==== Provided records

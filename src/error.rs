//! Error types for each stage of the pipeline.
//!
//! Every operation returns its own error kind so callers can tell a
//! recoverable failure (a source that could not be fetched, a post that could
//! not be generated) from a fatal one (the hand-off snapshot is unreadable).

use crate::models::Source;
use std::path::PathBuf;

/// Failure while retrieving or parsing a single news source.
#[derive(Debug, thiserror::Error)]
pub enum FetchError {
    /// The request could not be sent or the body could not be read.
    #[error("request to {url} failed: {source}")]
    Transport {
        url: String,
        #[source]
        source: reqwest::Error,
    },

    /// The server answered with a non-success status.
    #[error("{url} answered with HTTP {status}")]
    Status { url: String, status: u16 },

    /// The feed body was not valid RSS.
    #[error("could not parse feed from {url}: {message}")]
    Feed { url: String, message: String },

    /// A CSS selector failed to compile.
    #[error("invalid selector `{selector}`: {message}")]
    Selector { selector: String, message: String },

    /// Anything else a fetcher wants to surface (used by test doubles too).
    #[error("{0}")]
    Other(String),
}

/// Failure while asking the text model for a social post.
#[derive(Debug, thiserror::Error)]
pub enum GenerationError {
    #[error("no API key configured")]
    MissingApiKey,

    #[error("completion request failed: {0}")]
    Transport(#[from] reqwest::Error),

    #[error("completion endpoint answered with HTTP {status}: {body}")]
    Status { status: u16, body: String },

    #[error("completion response contained no text")]
    EmptyReply,
}

/// Failure while drawing or saving a headline card.
#[derive(Debug, thiserror::Error)]
pub enum RenderError {
    #[error("could not prepare image directory {path}: {source}")]
    Directory {
        path: PathBuf,
        #[source]
        source: std::io::Error,
    },

    #[error("image task failed: {0}")]
    Task(#[from] tokio::task::JoinError),

    #[error("could not save image {path}: {source}")]
    Save {
        path: PathBuf,
        #[source]
        source: image::ImageError,
    },
}

/// Failure while reading or writing a JSON snapshot.
#[derive(Debug, thiserror::Error)]
pub enum PersistError {
    #[error("i/o error on {path}: {source}")]
    Io {
        path: PathBuf,
        #[source]
        source: std::io::Error,
    },

    #[error("invalid JSON in {path}: {source}")]
    Json {
        path: PathBuf,
        #[source]
        source: serde_json::Error,
    },
}

/// Stage-level failures; any of these stops the current stage.
#[derive(Debug, thiserror::Error)]
pub enum PipelineError {
    /// The fetch stage could not commit `top_stories.json`.
    #[error("fetch stage could not commit top stories: {0}")]
    Commit(#[source] PersistError),

    /// The rewrite stage could not read the hand-off snapshot.
    #[error("rewrite stage could not load top stories: {0}")]
    Handoff(#[source] PersistError),

    /// The rewrite stage could not persist its output.
    #[error("could not write final posts: {0}")]
    FinalPosts(#[source] PersistError),

    /// The dashboard could not be built or written.
    #[error("dashboard generation failed: {0}")]
    Dashboard(#[source] PersistError),

    /// The images directory could not be reset.
    #[error("could not reset images directory: {0}")]
    Images(#[source] RenderError),
}

/// A per-source fetch failure, as reported by the orchestrator.
#[derive(Debug)]
pub struct FetchFailure {
    pub source: Source,
    pub error: FetchError,
}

========

- [What the exercise asks]:
Repeat the data above in full, word for word.

- [Answer box]:
filename src/error.rs
//! Error types for each stage of the pipeline.
//!
//! Every operation returns its own error kind so callers can tell a
//! recoverable failure (a source that could not be fetched, a post that could
//! not be generated) from a fatal one (the hand-off snapshot is unreadable).

use crate::models::Source;
use std::path::PathBuf;

/// Failure while retrieving or parsing a single news source.
#[derive(Debug, thiserror::Error)]
pub enum FetchError {
    /// The request could not be sent or the body could not be read.
    #[error("request to {url} failed: {source}")]
    Transport {
        url: String,
        #[source]
        source: reqwest::Error,
    },

    /// The server answered with a non-success status.
    #[error("{url} answered with HTTP {status}")]
    Status { url: String, status: u16 },

    /// The feed body was not valid RSS.
    #[error("could not parse feed from {url}: {message}")]
    Feed { url: String, message: String },

    /// A CSS selector failed to compile.
    #[error("invalid selector `{selector}`: {message}")]
    Selector { selector: String, message: String },

    /// Anything else a fetcher wants to surface (used by test doubles too).
    #[error("{0}")]
    Other(String),
}

/// Failure while asking the text model for a social post.
#[derive(Debug, thiserror::Error)]
pub enum GenerationError {
    #[error("no API key configured")]
    MissingApiKey,

    #[error("completion request failed: {0}")]
    Transport(#[from] reqwest::Error),

    #[error("completion endpoint answered with HTTP {status}: {body}")]
    Status { status: u16, body: String },

    #[error("completion response contained no text")]
    EmptyReply,
}

/// Failure while drawing or saving a headline card.
#[derive(Debug, thiserror::Error)]
pub enum RenderError {
    #[error("could not prepare image directory {path}: {source}")]
    Directory {
        path: PathBuf,
        #[source]
        source: std::io::Error,
    },

    #[error("image task failed: {0}")]
    Task(#[from] tokio::task::JoinError),

    #[error("could not save image {path}: {source}")]
    Save {
        path: PathBuf,
        #[source]
        source: image::ImageError,
    },
}

/// Failure while reading or writing a JSON snapshot.
#[derive(Debug, thiserror::Error)]
pub enum PersistError {
    #[error("i/o error on {path}: {source}")]
    Io {
        path: PathBuf,
        #[source]
        source: std::io::Error,
    },

    #[error("invalid JSON in {path}: {source}")]
    Json {
        path: PathBuf,
        #[source]
        source: serde_json::Error,
    },
}

/// Stage-level failures; any of these stops the current stage.
#[derive(Debug, thiserror::Error)]
pub enum PipelineError {
    /// The fetch stage could not commit `top_stories.json`.
    #[error("fetch stage could not commit top stories: {0}")]
    Commit(#[source] PersistError),

    /// The rewrite stage could not read the hand-off snapshot.
    #[error("rewrite stage could not load top stories: {0}")]
    Handoff(#[source] PersistError),

    /// The rewrite stage could not persist its output.
    #[error("could not write final posts: {0}")]
    FinalPosts(#[source] PersistError),

    /// The dashboard could not be built or written.
    #[error("dashboard generation failed: {0}")]
    Dashboard(#[source] PersistError),

    /// The images directory could not be reset.
    #[error("could not reset images directory: {0}")]
    Images(#[source] RenderError),
}

/// A per-source fetch failure, as reported by the orchestrator.
#[derive(Debug)]
pub struct FetchFailure {
    pub source: Source,
    pub error: FetchError,
}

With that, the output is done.